3.3  Standard preparation

Prepare stock standards by adding either toluene or desorbing solution (if an internal standard is used) to preweighed amounts of coumaphos. Prepare working range standards by diluting stock solutions with either toluene or desorbing solution (if an internal standard is used). Store stock and dilute standards in a
freezer.

3.4  Sample preparation

3.4.1  Transfer the 13-mm glass fiber filter and the 270-mg sampling section of the tube to a 4-mL vial. Place the first foam plug and the 140-mg backup section in a separate vial. A small glass funnel can be used to facilitate the transfer of the adsorbent. Discard the rear foam plug. Do not discard the glass sampling tube, it can be reused.

3.4.2  Add 2.0 mL of either toluene or desorbing solution (if an internal standard is used) to each vial.

3.4.3  Seal the vials with PTFE-lined septa and allow them to desorb for one hour. Shake the vials by hand periodically during this time.

3.4.4  If necessary, transfer aliquots of the samples to the vials used in GC analysis. In this evaluation, the samples were transferred to 2-mL glass vials, sealed with PTFE-lined septa and loaded on the automatic sampler.

3.5  Analysis

3.5.1  Analytical conditions (These conditions were developed for a series of organophosphorus pesticides, which was run in several groups. See Figure 2. for the group containing coumaphos.)

 

GC conditions
GC column:	45 m x 0.2 mm i.d. SE-54, 0.25 µm thick film
Carrier gas:	hydrogen
Flow rate:	2.05 mL/min at 220°C
Split ratio:	13.4 to 1 at 220°C
Retention time:	26.2 min
Injector conditions
Temperature:	250°C
Volume:	1 µL
Oven temperature program
Initial temperature:	160°C
Initial time:	5 min
Rate:	15°C/min
Final temperature:	260°C
Final time:	20 min
FPD conditions
Hydrogen flow rate:	75 mL/min
Air flow rate:	100 mL/min
Auxiliary gas:	nitrogen
Flow rate:	28 mL/min
Temperature:	250°C

3.5.2  Chromatogram (See Figure 2.)

3.6  Interferences (analytical)

3.6.1  Any compound having a retention time similar to that of the analyte is a potential interference. Generally, chromatographic conditions can be altered to separate interferences from the analyte.
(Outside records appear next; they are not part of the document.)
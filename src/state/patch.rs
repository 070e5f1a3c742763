//! Typed partial updates.
//!
//! A field left `None` preserves the existing value; a present field
//! replaces it. Nested records patch recursively through their own patch
//! type; ordered sequences are replaced wholesale, never merged
//! element-wise.

use serde::Serialize;

use super::app::{AppState, PlayerState, PlaylistState, UpNextState};
use crate::model::{PlaybackModes, QueueState, RepeatMode, Song};

#[derive(Debug, Clone, Default, PartialEq)]
pub struct StatePatch {
    pub playlist: Option<PlaylistPatch>,
    pub upnext: Option<UpNextPatch>,
    pub user_paused: Option<bool>,
    pub player: Option<PlayerPatch>,
    pub ui: Option<UiPatch>,
}

impl StatePatch {
    pub fn playlist(playlist: impl Into<PlaylistPatch>) -> Self {
        Self {
            playlist: Some(playlist.into()),
            ..Self::default()
        }
    }

    pub fn upnext(upnext: impl Into<UpNextPatch>) -> Self {
        Self {
            upnext: Some(upnext.into()),
            ..Self::default()
        }
    }

    pub fn player(player: impl Into<PlayerPatch>) -> Self {
        Self {
            player: Some(player.into()),
            ..Self::default()
        }
    }

    pub fn ui(ui: UiPatch) -> Self {
        Self {
            ui: Some(ui),
            ..Self::default()
        }
    }

    pub fn user_paused(value: bool) -> Self {
        Self {
            user_paused: Some(value),
            ..Self::default()
        }
    }

    pub fn with_user_paused(mut self, value: bool) -> Self {
        self.user_paused = Some(value);
        self
    }

    pub(crate) fn apply_to(&self, state: &mut AppState) {
        if let Some(playlist) = &self.playlist {
            playlist.apply_to(&mut state.playlist);
        }
        if let Some(upnext) = &self.upnext {
            upnext.apply_to(&mut state.upnext);
        }
        if let Some(user_paused) = self.user_paused {
            state.user_paused = user_paused;
        }
        if let Some(player) = &self.player {
            player.apply_to(&mut state.player);
        }
        if let Some(ui) = &self.ui {
            ui.apply_to(&mut state.ui);
        }
    }
}

#[derive(Debug, Clone, Default, PartialEq)]
pub struct PlaylistPatch {
    pub name: Option<String>,
    pub size: Option<usize>,
    pub current_index: Option<i64>,
    pub items: Option<Vec<Song>>,
    pub queue: Option<QueuePatch>,
    pub modes: Option<ModesPatch>,
}

impl PlaylistPatch {
    pub fn modes(modes: impl Into<ModesPatch>) -> Self {
        Self {
            modes: Some(modes.into()),
            ..Self::default()
        }
    }

    fn apply_to(&self, state: &mut PlaylistState) {
        if let Some(name) = &self.name {
            state.name = name.clone();
        }
        if let Some(size) = self.size {
            state.size = size;
        }
        if let Some(current_index) = self.current_index {
            state.current_index = current_index;
        }
        if let Some(items) = &self.items {
            state.items = items.clone();
        }
        if let Some(queue) = &self.queue {
            queue.apply_to(&mut state.queue);
        }
        if let Some(modes) = &self.modes {
            modes.apply_to(&mut state.modes);
        }
    }
}

impl From<PlaylistState> for PlaylistPatch {
    fn from(state: PlaylistState) -> Self {
        Self {
            name: Some(state.name),
            size: Some(state.size),
            current_index: Some(state.current_index),
            items: Some(state.items),
            queue: Some(state.queue.into()),
            modes: Some(state.modes.into()),
        }
    }
}

#[derive(Debug, Clone, Default, PartialEq)]
pub struct QueuePatch {
    pub size: Option<usize>,
    pub items: Option<Vec<Song>>,
}

impl QueuePatch {
    fn apply_to(&self, state: &mut QueueState) {
        if let Some(size) = self.size {
            state.size = size;
        }
        if let Some(items) = &self.items {
            state.items = items.clone();
        }
    }
}

impl From<QueueState> for QueuePatch {
    fn from(state: QueueState) -> Self {
        Self {
            size: Some(state.size),
            items: Some(state.items),
        }
    }
}

/// Partial mode change; doubles as the body of the set-mode operation, which
/// accepts any subset of the fields.
#[derive(Debug, Clone, Copy, Default, PartialEq, Eq, Serialize)]
pub struct ModesPatch {
    #[serde(skip_serializing_if = "Option::is_none")]
    pub shuffle: Option<bool>,
    #[serde(skip_serializing_if = "Option::is_none")]
    pub repeat: Option<RepeatMode>,
}

impl ModesPatch {
    pub fn shuffle(value: bool) -> Self {
        Self {
            shuffle: Some(value),
            ..Self::default()
        }
    }

    pub fn repeat(value: RepeatMode) -> Self {
        Self {
            repeat: Some(value),
            ..Self::default()
        }
    }

    fn apply_to(&self, modes: &mut PlaybackModes) {
        if let Some(shuffle) = self.shuffle {
            modes.shuffle = shuffle;
        }
        if let Some(repeat) = self.repeat {
            modes.repeat = repeat;
        }
    }
}

impl From<PlaybackModes> for ModesPatch {
    fn from(modes: PlaybackModes) -> Self {
        Self {
            shuffle: Some(modes.shuffle),
            repeat: Some(modes.repeat),
        }
    }
}

#[derive(Debug, Clone, Default, PartialEq)]
pub struct UpNextPatch {
    /// Outer `None` preserves the field; `Some(None)` clears the current
    /// song.
    pub current: Option<Option<Song>>,
    pub items: Option<Vec<Song>>,
    pub queue_count: Option<usize>,
    pub modes: Option<ModesPatch>,
}

impl UpNextPatch {
    fn apply_to(&self, state: &mut UpNextState) {
        if let Some(current) = &self.current {
            state.current = current.clone();
        }
        if let Some(items) = &self.items {
            state.items = items.clone();
        }
        if let Some(queue_count) = self.queue_count {
            state.queue_count = queue_count;
        }
        if let Some(modes) = &self.modes {
            modes.apply_to(&mut state.modes);
        }
    }
}

impl From<UpNextState> for UpNextPatch {
    fn from(state: UpNextState) -> Self {
        Self {
            current: Some(state.current),
            items: Some(state.items),
            queue_count: Some(state.queue_count),
            modes: Some(state.modes.into()),
        }
    }
}

#[derive(Debug, Clone, Copy, Default, PartialEq)]
pub struct PlayerPatch {
    pub is_playing: Option<bool>,
    pub current_time: Option<f64>,
    pub duration: Option<f64>,
    pub volume: Option<f32>,
    pub muted: Option<bool>,
}

impl PlayerPatch {
    /// Transport progress tick; applied silently by transports.
    pub fn progress(current_time: f64, duration: f64, is_playing: bool) -> Self {
        Self {
            is_playing: Some(is_playing),
            current_time: Some(current_time),
            duration: Some(duration),
            ..Self::default()
        }
    }

    fn apply_to(&self, state: &mut PlayerState) {
        if let Some(is_playing) = self.is_playing {
            state.is_playing = is_playing;
        }
        if let Some(current_time) = self.current_time {
            state.current_time = current_time;
        }
        if let Some(duration) = self.duration {
            state.duration = duration;
        }
        if let Some(volume) = self.volume {
            state.volume = volume;
        }
        if let Some(muted) = self.muted {
            state.muted = muted;
        }
    }
}

impl From<PlayerState> for PlayerPatch {
    fn from(state: PlayerState) -> Self {
        Self {
            is_playing: Some(state.is_playing),
            current_time: Some(state.current_time),
            duration: Some(state.duration),
            volume: Some(state.volume),
            muted: Some(state.muted),
        }
    }
}

#[derive(Debug, Clone, Default, PartialEq)]
pub struct UiPatch {
    pub loading: Option<bool>,
    /// Outer `None` preserves the field; `Some(None)` clears the error.
    pub error: Option<Option<String>>,
}

impl UiPatch {
    pub fn loading(value: bool) -> Self {
        Self {
            loading: Some(value),
            ..Self::default()
        }
    }

    pub fn error(message: impl Into<String>) -> Self {
        Self {
            error: Some(Some(message.into())),
            ..Self::default()
        }
    }

    pub fn clear_error() -> Self {
        Self {
            error: Some(None),
            ..Self::default()
        }
    }

    fn apply_to(&self, state: &mut super::app::UiState) {
        if let Some(loading) = self.loading {
            state.loading = loading;
        }
        if let Some(error) = &self.error {
            state.error = error.clone();
        }
    }
}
3.6.2  Retention time on a single column is not proof of chemical identity. Analysis by an alternate GC column, detection by an FPD in the sulfur mode, detection by an electron capture detector (ECD) and confirmation by mass spectrometry are additional means of identification.

3.7  Calculations

3.7.1  Construct a calibration curve by plotting detector response versus standard concentration.

3.7.2  Determine the concentration of coumaphos in each sample from the calibration curve. If coumaphos is found on the backup section, make blank corrections for each section separately before adding the results together.

3.7.3  Determine the air concentration by the following formula.

 

	(µg/mL in sample)x(desorption volume, mL)
mg/m3 =
	(air volume, L)x(desorption efficiency, decimal)

3.8  Safety precautions (analytical)

3.8.1  Avoid exposure to all standards.

3.8.2  Avoid exposure to all solvents.

3.8.3  Year safety glasses at all times.

Figure 1.  OVS-2 Sampling Device

Figure 2.  Chromatogram of Coumaphos This chromatogram also contains TPP and other pesticides

5.1  Burright, D.; Method #62, "Chlorpyrifos, DDVP, Diazinon, Malathion, and Parathion"; OSHA Analytical Laboratory, unpublished, 1986.

5.2  "OCCUPATIONAL DISEASES, A Guide to their Recognition"; U.S. Department of Health, Education, and Welfare; Public Health Service, Public Health Service Publication No. 1097, U.S. Government Printing Office: Washington, D.C., 1964; p 245.

5.3  "Registry of Toxic Effects of CHemical Substances", 1985-86 ed.; U.S. Department of Health and Human Services (DHHS), Public Health Service, Centers for Disease Control, National Institute for Occupational Safety and Health (NIOSH), DHHS (NIOSH) Publication No. 87-114, U.S. Government Printing Office; Washington, D.C., 1988; Vol. 2, pp 1679-80.

5.4  Windholz, M., Ed.; "Merch Index", 10th ed.; Merck and Co.: Rahway, NJ, 1983; p 366.

5.5  Ouellette, R.P. and King, J.A., Eds.; "Chemical Week Pesticides Register"; McGraw-Hill Book Co.; New York, NY, 1977; p 167.

5.6  "Farm Chemicals Handbook"; Meister Publishing Co.: Willoughby, OH, 1985; pp C64-C65.